Requirement: Write the records out again, exactly.

-- Opening Marker --

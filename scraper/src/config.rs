use std::path::PathBuf;
use std::time::Duration;

pub const DEFAULT_START_DATE: &str = "250404";
pub const DEFAULT_NUM_DAYS: usize = 20;
pub const DEFAULT_OUTPUT_DIR: &str = "NASAPOD_Images";
pub const DEFAULT_PAGE_BASE_URL: &str = "https://apod.nasa.gov/apod/ap";
pub const DEFAULT_IMAGE_BASE_URL: &str = "https://apod.nasa.gov/apod/";
pub const DEFAULT_TIMEOUT_SECS: u64 = 30;

/// Settings for one run of the driver.
#[derive(Debug, Clone, PartialEq)]
pub struct Config {
    /// First (newest) date to fetch, `YYMMDD`. Validated when the run starts.
    pub start_date: String,
    /// How many calendar days to walk back, including the start date.
    pub num_days: usize,
    pub output_dir: PathBuf,
    /// Page URLs are `<page_base_url><YYMMDD>.html`.
    pub page_base_url: String,
    /// Prefixed to the relative `src` of the page's image.
    pub image_base_url: String,
    /// Per-request timeout; `None` waits forever.
    pub timeout: Option<Duration>,
}

impl Default for Config {
    fn default() -> Self {
        Config {
            start_date: DEFAULT_START_DATE.to_string(),
            num_days: DEFAULT_NUM_DAYS,
            output_dir: PathBuf::from(DEFAULT_OUTPUT_DIR),
            page_base_url: DEFAULT_PAGE_BASE_URL.to_string(),
            image_base_url: DEFAULT_IMAGE_BASE_URL.to_string(),
            timeout: Some(Duration::from_secs(DEFAULT_TIMEOUT_SECS)),
        }
    }
}

/// Maps the CLI's `--timeout-secs` onto a request timeout, with 0 meaning none.
pub fn timeout_from_secs(secs: u64) -> Option<Duration> {
    if secs == 0 {
        None
    } else {
        Some(Duration::from_secs(secs))
    }
}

-- Closing Marker --

Reply:
filename scraper/src/config.rs
use std::path::PathBuf;
use std::time::Duration;

pub const DEFAULT_START_DATE: &str = "250404";
pub const DEFAULT_NUM_DAYS: usize = 20;
pub const DEFAULT_OUTPUT_DIR: &str = "NASAPOD_Images";
pub const DEFAULT_PAGE_BASE_URL: &str = "https://apod.nasa.gov/apod/ap";
pub const DEFAULT_IMAGE_BASE_URL: &str = "https://apod.nasa.gov/apod/";
pub const DEFAULT_TIMEOUT_SECS: u64 = 30;

/// Settings for one run of the driver.
#[derive(Debug, Clone, PartialEq)]
pub struct Config {
    /// First (newest) date to fetch, `YYMMDD`. Validated when the run starts.
    pub start_date: String,
    /// How many calendar days to walk back, including the start date.
    pub num_days: usize,
    pub output_dir: PathBuf,
    /// Page URLs are `<page_base_url><YYMMDD>.html`.
    pub page_base_url: String,
    /// Prefixed to the relative `src` of the page's image.
    pub image_base_url: String,
    /// Per-request timeout; `None` waits forever.
    pub timeout: Option<Duration>,
}

impl Default for Config {
    fn default() -> Self {
        Config {
            start_date: DEFAULT_START_DATE.to_string(),
            num_days: DEFAULT_NUM_DAYS,
            output_dir: PathBuf::from(DEFAULT_OUTPUT_DIR),
            page_base_url: DEFAULT_PAGE_BASE_URL.to_string(),
            image_base_url: DEFAULT_IMAGE_BASE_URL.to_string(),
            timeout: Some(Duration::from_secs(DEFAULT_TIMEOUT_SECS)),
        }
    }
}

/// Maps the CLI's `--timeout-secs` onto a request timeout, with 0 meaning none.
pub fn timeout_from_secs(secs: u64) -> Option<Duration> {
    if secs == 0 {
        None
    } else {
        Some(Duration::from_secs(secs))
    }
}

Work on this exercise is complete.